The KT-KTF merger is expected to be the first of many, with bigger companies looking to consolidate their smaller subsidiaries to enhance the efficiency of their business lineups and rationalize investment.
SK Telecom, the top wireless carrier, has its eye on SK Broadband, the country's No. 2 fixed-line telephony and broadband Internet carrier. LG Group's three telecommunications companies ― LG Dacom, LG Telecom and LG Powercomm ― are likely to be combined as well.
Since its privatization in 2002, KT, the country's former telecom monopoly, has seen its annual revenue stalled at around the 11 trillion won (about $8 billion) level as it labors on with a decaying business model.

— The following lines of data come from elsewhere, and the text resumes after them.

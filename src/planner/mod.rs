//! Task planning: a classified intent becomes a validated execution DAG
//!
//! The planner expands per-intent templates into concrete tasks bound to
//! resolved merchants, optionally appends one speculative follow-up task,
//! chooses an execution strategy, and scores its own confidence. Plans are
//! constructed fresh per user turn and never persisted.

pub mod schedule;
pub mod templates;
pub mod validate;

use crate::context::ConversationContext;
use crate::core::config::AssistantConfig;
use crate::core::types::{MerchantId, PlanId};
use crate::intent::QueryIntent;
use ahash::AHashMap;
use serde::{Deserialize, Serialize};
use templates::IntentTemplates;

/// Atomic analytical actions the executors understand
#[derive(Debug, Clone, Copy, PartialEq, Eq, Hash, Serialize, Deserialize)]
#[serde(rename_all = "snake_case")]
pub enum TaskAction {
    FetchMetrics,
    DetectRisks,
    DiagnoseHealth,
    MatchSimilarCases,
    GenerateRecommendation,
    AggregateDataset,
    SummarizeDataset,
    CompareBaseline,
    TrendAnalysis,
    GenerateInsight,
}

impl TaskAction {
    pub fn as_str(&self) -> &'static str {
        match self {
            TaskAction::FetchMetrics => "fetch_metrics",
            TaskAction::DetectRisks => "detect_risks",
            TaskAction::DiagnoseHealth => "diagnose_health",
            TaskAction::MatchSimilarCases => "match_similar_cases",
            TaskAction::GenerateRecommendation => "generate_recommendation",
            TaskAction::AggregateDataset => "aggregate_dataset",
            TaskAction::SummarizeDataset => "summarize_dataset",
            TaskAction::CompareBaseline => "compare_baseline",
            TaskAction::TrendAnalysis => "trend_analysis",
            TaskAction::GenerateInsight => "generate_insight",
        }
    }

    pub fn parse(s: &str) -> Option<Self> {
        match s {
            "fetch_metrics" => Some(TaskAction::FetchMetrics),
            "detect_risks" => Some(TaskAction::DetectRisks),
            "diagnose_health" => Some(TaskAction::DiagnoseHealth),
            "match_similar_cases" => Some(TaskAction::MatchSimilarCases),
            "generate_recommendation" => Some(TaskAction::GenerateRecommendation),
            "aggregate_dataset" => Some(TaskAction::AggregateDataset),
            "summarize_dataset" => Some(TaskAction::SummarizeDataset),
            "compare_baseline" => Some(TaskAction::CompareBaseline),
            "trend_analysis" => Some(TaskAction::TrendAnalysis),
            "generate_insight" => Some(TaskAction::GenerateInsight),
            _ => None,
        }
    }

    /// Actions that operate on the whole dataset rather than one merchant.
    pub fn entity_independent(&self) -> bool {
        matches!(
            self,
            TaskAction::AggregateDataset | TaskAction::SummarizeDataset
        )
    }
}

/// Task priority levels with explicit ordering values
///
/// Higher numeric value = higher priority.
#[derive(Debug, Clone, Copy, PartialEq, Eq, PartialOrd, Ord, Serialize, Deserialize)]
#[serde(rename_all = "lowercase")]
#[repr(u8)]
pub enum TaskPriority {
    Low = 0,
    Normal = 1,
    High = 2,
    Critical = 3,
}

impl TaskPriority {
    pub fn parse(s: &str) -> Option<Self> {
        match s {
            "low" => Some(TaskPriority::Low),
            "normal" => Some(TaskPriority::Normal),
            "high" => Some(TaskPriority::High),
            "critical" => Some(TaskPriority::Critical),
            _ => None,
        }
    }
}

/// Parameter bag attached to a task.
///
/// Every task needs a merchant unless its action is entity-independent;
/// `extra` carries any additional orchestrator-supplied parameters.
#[derive(Debug, Clone, Default, Serialize, Deserialize)]
pub struct TaskParams {
    #[serde(skip_serializing_if = "Option::is_none")]
    pub merchant_id: Option<MerchantId>,
    #[serde(skip_serializing_if = "Option::is_none")]
    pub merchant_name: Option<String>,
    /// Appended ahead of an anticipated follow-up turn, not user-requested
    #[serde(default)]
    pub speculative: bool,
    #[serde(default, skip_serializing_if = "ahashmap_is_empty")]
    pub extra: AHashMap<String, serde_json::Value>,
}

fn ahashmap_is_empty<K, V>(m: &AHashMap<K, V>) -> bool {
    m.is_empty()
}

/// One node of the execution DAG
#[derive(Debug, Clone, Serialize, Deserialize)]
pub struct PlannedTask {
    /// Unique within the plan; dependency edges reference these ids
    pub id: String,
    pub action: TaskAction,
    pub params: TaskParams,
    pub depends_on: Vec<String>,
    pub priority: TaskPriority,
}

impl PlannedTask {
    pub fn new(id: impl Into<String>, action: TaskAction) -> Self {
        Self {
            id: id.into(),
            action,
            params: TaskParams::default(),
            depends_on: Vec::new(),
            priority: TaskPriority::Normal,
        }
    }

    pub fn with_dependencies(mut self, deps: &[&str]) -> Self {
        self.depends_on = deps.iter().map(|d| d.to_string()).collect();
        self
    }

    pub fn with_merchant(mut self, id: MerchantId, name: impl Into<String>) -> Self {
        self.params.merchant_id = Some(id);
        self.params.merchant_name = Some(name.into());
        self
    }
}

/// How the orchestrator should execute a plan
#[derive(Debug, Clone, Copy, PartialEq, Eq, Serialize, Deserialize)]
#[serde(rename_all = "snake_case")]
pub enum PlanStrategy {
    /// Deterministic task execution only
    RuleEngine,
    /// No executable tasks; answer generatively
    GenerativeFallback,
    /// Analytical tasks whose results feed generative composition
    Hybrid,
}

/// The planner's output for one turn
#[derive(Debug, Clone, Serialize, Deserialize)]
pub struct ExecutionPlan {
    pub plan_id: PlanId,
    pub intent: QueryIntent,
    pub tasks: Vec<PlannedTask>,
    pub strategy: PlanStrategy,
    /// True when at least two tasks can start immediately
    pub parallelizable: bool,
    /// Planner self-assessment in [plan_confidence_floor, 1.0]
    pub confidence: f32,
}

impl ExecutionPlan {
    pub fn task(&self, id: &str) -> Option<&PlannedTask> {
        self.tasks.iter().find(|t| t.id == id)
    }
}

/// A merchant reference confirmed by disambiguation
#[derive(Debug, Clone, Serialize, Deserialize)]
pub struct ResolvedEntity {
    pub id: MerchantId,
    pub name: String,
}

/// Keywords in recent messages that hint the user is circling a problem,
/// making a risk-detection follow-up likely
const PROBLEM_KEYWORDS: &[&str] = &[
    "投诉", "下降", "下滑", "风险", "问题", "亏损", "预警", "异常", "差评",
];

pub struct TaskPlanner {
    config: AssistantConfig,
    templates: IntentTemplates,
}

impl TaskPlanner {
    pub fn new(config: AssistantConfig, templates: IntentTemplates) -> Self {
        Self { config, templates }
    }

    /// Expand `intent` into an execution plan over the resolved entities.
    pub fn plan(
        &self,
        intent: QueryIntent,
        entities: &[ResolvedEntity],
        context: &ConversationContext,
    ) -> ExecutionPlan {
        let primary = entities.first();
        let mut tasks: Vec<PlannedTask> = Vec::new();

        for template in self.templates.tasks_for(intent) {
            let mut task = PlannedTask::new(template.action.as_str(), template.action);
            task.priority = template.priority;
            task.depends_on = template
                .depends_on
                .iter()
                .map(|a| a.as_str().to_string())
                .collect();
            if !template.action.entity_independent() {
                if let Some(entity) = primary {
                    task = task.with_merchant(entity.id.clone(), entity.name.clone());
                }
            }
            tasks.push(task);
        }

        // Speculative follow-up: risk detection is pre-planned when recent
        // turns keep circling a problem, trading a little wasted work for
        // lower latency on the likely next question
        if let Some(entity) = primary {
            let has_risk_task = tasks.iter().any(|t| t.action == TaskAction::DetectRisks);
            if !has_risk_task && !tasks.is_empty() && self.suggests_follow_up(context) {
                let mut task = PlannedTask::new("detect_risks", TaskAction::DetectRisks)
                    .with_merchant(entity.id.clone(), entity.name.clone());
                task.priority = TaskPriority::Low;
                task.params.speculative = true;
                tracing::debug!(merchant = %entity.id, "appending speculative risk detection");
                tasks.push(task);
            }
        }

        let strategy = self.choose_strategy(intent, &tasks);
        let parallelizable = is_parallelizable(&tasks);
        let confidence = self.plan_confidence(&tasks, context);

        let plan = ExecutionPlan {
            plan_id: PlanId::new(),
            intent,
            tasks,
            strategy,
            parallelizable,
            confidence,
        };
        tracing::debug!(
            plan_id = ?plan.plan_id,
            tasks = plan.tasks.len(),
            ?strategy,
            confidence,
            "planned turn"
        );
        plan
    }

    fn choose_strategy(&self, intent: QueryIntent, tasks: &[PlannedTask]) -> PlanStrategy {
        if tasks.is_empty()
            || matches!(intent, QueryIntent::Conversational | QueryIntent::Unknown)
        {
            PlanStrategy::GenerativeFallback
        } else if intent.is_analytical() {
            PlanStrategy::Hybrid
        } else {
            PlanStrategy::RuleEngine
        }
    }

    /// Confidence starts at 1.0 and decays with plan size and wiring
    /// density; a recognized continuation of the previous turn restores
    /// some of it.
    fn plan_confidence(&self, tasks: &[PlannedTask], context: &ConversationContext) -> f32 {
        let mut confidence = 1.0f32;

        let task_count = tasks.len();
        if task_count > 3 {
            confidence -= self.config.task_count_penalty * (task_count - 3) as f32;
        }

        let edge_count: usize = tasks.iter().map(|t| t.depends_on.len()).sum();
        if edge_count > 3 {
            confidence -= self.config.dependency_penalty * (edge_count - 3) as f32;
        }

        if let Some(last) = context.last_intent {
            let expected = expected_follow_up_actions(last);
            if tasks.iter().any(|t| expected.contains(&t.action)) {
                confidence += self.config.continuation_boost;
            }
        }

        confidence.clamp(self.config.plan_confidence_floor, 1.0)
    }

    fn suggests_follow_up(&self, context: &ConversationContext) -> bool {
        context
            .recent_messages
            .iter()
            .any(|m| PROBLEM_KEYWORDS.iter().any(|k| m.content.contains(k)))
    }
}

impl Default for TaskPlanner {
    fn default() -> Self {
        Self::new(AssistantConfig::default(), IntentTemplates::builtin())
    }
}

/// At least two tasks startable at once, or a fully flat plan.
fn is_parallelizable(tasks: &[PlannedTask]) -> bool {
    let roots = tasks.iter().filter(|t| t.depends_on.is_empty()).count();
    roots >= 2 || tasks.iter().all(|t| t.depends_on.is_empty())
}

/// Fixed table: after handling `last`, which actions is the user likely to
/// ask for next?
fn expected_follow_up_actions(last: QueryIntent) -> &'static [TaskAction] {
    match last {
        QueryIntent::MerchantStatus => &[
            TaskAction::CompareBaseline,
            TaskAction::DetectRisks,
            TaskAction::TrendAnalysis,
        ],
        QueryIntent::RiskWarning => &[
            TaskAction::DiagnoseHealth,
            TaskAction::GenerateRecommendation,
        ],
        QueryIntent::Recommendation => &[TaskAction::FetchMetrics],
        QueryIntent::Aggregation => &[TaskAction::AggregateDataset, TaskAction::CompareBaseline],
        QueryIntent::Comparison => &[
            TaskAction::GenerateRecommendation,
            TaskAction::TrendAnalysis,
        ],
        QueryIntent::TrendAnalysis => &[TaskAction::CompareBaseline],
        QueryIntent::Conversational | QueryIntent::Unknown => &[],
    }
}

By swallowing KTF, KT can bulk up into a company with some 19 trillion won in revenue and 1.2 trillion won in net profit, according to estimates based on the two companies 2007 numbers, and regain the edge in its battle with SK Telecom over industry supremacy.
``We have heard that KT will file the paperwork before or after the Lunar Near Year holidays,'' said an official from KCC, the country's broadcasting and telecommunications regulator.
``Once we get the papers, we have no intention to drag out the review process,'' he said.
After KT submits the documents, the KCC will have 90 days to decide whether to allow the merger. An approval by regulators will allow KT to complete the merger before June, industry sources said.
KT declines to confirm such claims, saying that no concrete decisions have been made at this point, but it seems apparent that the marriage preparations are gathering speed.
KT recently completed plans to reshuffle its organizations, centering consolidating its seven business divisions into four (individual, household, enterprise and network customers units) on the premise that it unites with KTF.
It's telling that the company hasn't laid out succession plans for interim KTF chief executive Kwon Haeng-min, who took the management helm after former CEO Cho Young-ju was arrested on bribery charges last October, whose term ends in March.